[[ Exercise input, beginning ]]

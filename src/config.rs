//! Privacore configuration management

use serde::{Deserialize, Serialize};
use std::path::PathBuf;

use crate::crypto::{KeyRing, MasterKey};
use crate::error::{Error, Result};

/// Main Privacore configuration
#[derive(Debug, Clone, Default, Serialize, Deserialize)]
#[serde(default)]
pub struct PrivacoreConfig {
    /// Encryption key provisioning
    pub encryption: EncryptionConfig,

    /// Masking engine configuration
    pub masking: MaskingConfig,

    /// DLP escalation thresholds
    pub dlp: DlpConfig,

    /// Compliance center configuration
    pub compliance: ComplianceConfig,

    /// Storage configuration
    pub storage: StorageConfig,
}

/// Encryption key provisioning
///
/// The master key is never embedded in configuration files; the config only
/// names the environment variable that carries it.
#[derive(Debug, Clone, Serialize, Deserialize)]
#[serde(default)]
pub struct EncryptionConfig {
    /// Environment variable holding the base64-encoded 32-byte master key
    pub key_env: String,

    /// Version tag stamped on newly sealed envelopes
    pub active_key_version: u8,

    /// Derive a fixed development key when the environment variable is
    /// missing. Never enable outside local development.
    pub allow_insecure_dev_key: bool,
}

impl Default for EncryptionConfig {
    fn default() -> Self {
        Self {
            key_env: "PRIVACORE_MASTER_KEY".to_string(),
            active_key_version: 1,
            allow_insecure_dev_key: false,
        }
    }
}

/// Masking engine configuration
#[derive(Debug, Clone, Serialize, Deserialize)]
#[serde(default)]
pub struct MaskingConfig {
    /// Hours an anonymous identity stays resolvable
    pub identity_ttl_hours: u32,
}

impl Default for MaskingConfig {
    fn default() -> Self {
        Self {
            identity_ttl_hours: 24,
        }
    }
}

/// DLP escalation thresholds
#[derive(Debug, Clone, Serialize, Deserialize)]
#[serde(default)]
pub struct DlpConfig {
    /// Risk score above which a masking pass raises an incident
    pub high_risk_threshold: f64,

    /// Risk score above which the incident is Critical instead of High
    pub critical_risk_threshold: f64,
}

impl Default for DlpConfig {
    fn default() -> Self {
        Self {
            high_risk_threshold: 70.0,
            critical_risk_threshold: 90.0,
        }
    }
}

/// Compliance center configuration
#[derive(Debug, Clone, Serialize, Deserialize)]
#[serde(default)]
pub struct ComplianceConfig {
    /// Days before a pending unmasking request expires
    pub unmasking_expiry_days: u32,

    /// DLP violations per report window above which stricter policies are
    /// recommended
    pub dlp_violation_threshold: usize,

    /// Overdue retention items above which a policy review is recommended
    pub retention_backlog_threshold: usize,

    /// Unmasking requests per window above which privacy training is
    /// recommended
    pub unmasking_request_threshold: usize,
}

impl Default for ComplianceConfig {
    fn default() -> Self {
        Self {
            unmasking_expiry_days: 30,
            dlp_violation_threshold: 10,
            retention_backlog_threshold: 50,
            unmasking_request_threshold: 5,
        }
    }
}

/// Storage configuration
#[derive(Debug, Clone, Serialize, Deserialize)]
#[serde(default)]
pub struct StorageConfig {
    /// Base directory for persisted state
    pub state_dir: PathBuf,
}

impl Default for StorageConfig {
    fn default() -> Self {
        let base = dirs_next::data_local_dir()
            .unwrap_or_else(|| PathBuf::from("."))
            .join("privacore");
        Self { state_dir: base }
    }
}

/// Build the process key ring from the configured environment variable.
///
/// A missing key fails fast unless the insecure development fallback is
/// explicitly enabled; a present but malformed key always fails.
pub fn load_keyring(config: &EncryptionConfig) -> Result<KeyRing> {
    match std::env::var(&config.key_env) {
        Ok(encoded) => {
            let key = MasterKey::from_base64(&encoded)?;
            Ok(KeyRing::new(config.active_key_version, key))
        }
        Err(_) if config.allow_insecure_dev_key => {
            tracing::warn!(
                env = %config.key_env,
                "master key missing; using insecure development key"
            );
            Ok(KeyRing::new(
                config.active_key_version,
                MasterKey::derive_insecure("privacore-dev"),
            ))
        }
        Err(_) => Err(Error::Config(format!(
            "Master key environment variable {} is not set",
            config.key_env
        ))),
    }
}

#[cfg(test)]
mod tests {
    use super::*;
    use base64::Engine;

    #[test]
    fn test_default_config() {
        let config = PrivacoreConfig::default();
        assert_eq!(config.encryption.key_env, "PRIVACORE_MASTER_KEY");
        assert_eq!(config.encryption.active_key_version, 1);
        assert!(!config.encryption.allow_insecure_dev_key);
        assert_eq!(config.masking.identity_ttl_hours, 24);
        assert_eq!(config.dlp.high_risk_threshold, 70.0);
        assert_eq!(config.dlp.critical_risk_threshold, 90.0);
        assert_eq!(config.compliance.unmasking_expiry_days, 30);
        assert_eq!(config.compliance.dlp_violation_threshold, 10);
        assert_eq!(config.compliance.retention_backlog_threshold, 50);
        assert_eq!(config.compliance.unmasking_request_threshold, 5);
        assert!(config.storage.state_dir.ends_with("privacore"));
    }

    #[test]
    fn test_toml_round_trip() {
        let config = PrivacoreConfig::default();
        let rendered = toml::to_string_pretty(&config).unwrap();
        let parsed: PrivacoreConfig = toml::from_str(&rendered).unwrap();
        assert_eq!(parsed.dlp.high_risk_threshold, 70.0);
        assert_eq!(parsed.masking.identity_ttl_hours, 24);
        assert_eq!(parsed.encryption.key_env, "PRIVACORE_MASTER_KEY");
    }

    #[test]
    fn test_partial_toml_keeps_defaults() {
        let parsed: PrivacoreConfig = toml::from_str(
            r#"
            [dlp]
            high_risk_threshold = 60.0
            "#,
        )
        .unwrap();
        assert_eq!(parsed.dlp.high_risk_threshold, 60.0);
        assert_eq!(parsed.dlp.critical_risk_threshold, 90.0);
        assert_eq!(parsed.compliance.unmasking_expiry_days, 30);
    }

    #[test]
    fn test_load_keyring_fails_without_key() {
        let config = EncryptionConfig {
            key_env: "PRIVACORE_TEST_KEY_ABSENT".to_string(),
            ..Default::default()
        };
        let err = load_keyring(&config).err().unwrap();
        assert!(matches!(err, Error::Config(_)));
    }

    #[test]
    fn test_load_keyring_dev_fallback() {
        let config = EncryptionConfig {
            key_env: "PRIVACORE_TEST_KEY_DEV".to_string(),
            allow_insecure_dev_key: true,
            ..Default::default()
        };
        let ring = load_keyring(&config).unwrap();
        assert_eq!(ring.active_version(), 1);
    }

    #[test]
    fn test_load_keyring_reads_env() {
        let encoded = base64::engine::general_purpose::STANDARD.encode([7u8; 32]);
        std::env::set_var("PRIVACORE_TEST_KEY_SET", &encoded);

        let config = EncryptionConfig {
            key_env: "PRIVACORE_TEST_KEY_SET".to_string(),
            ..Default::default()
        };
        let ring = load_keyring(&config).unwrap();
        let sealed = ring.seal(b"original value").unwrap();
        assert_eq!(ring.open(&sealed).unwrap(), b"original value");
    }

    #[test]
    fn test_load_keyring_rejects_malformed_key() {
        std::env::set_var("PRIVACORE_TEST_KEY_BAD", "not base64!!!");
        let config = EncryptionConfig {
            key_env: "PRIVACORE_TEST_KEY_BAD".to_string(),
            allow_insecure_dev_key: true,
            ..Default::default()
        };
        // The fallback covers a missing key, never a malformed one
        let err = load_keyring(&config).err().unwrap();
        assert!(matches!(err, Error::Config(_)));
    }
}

[[ Exercise input, end ]]

Required action: In the entries above, find each line with "escalation" and list it.

Written reply:
    /// DLP escalation thresholds
/// DLP escalation thresholds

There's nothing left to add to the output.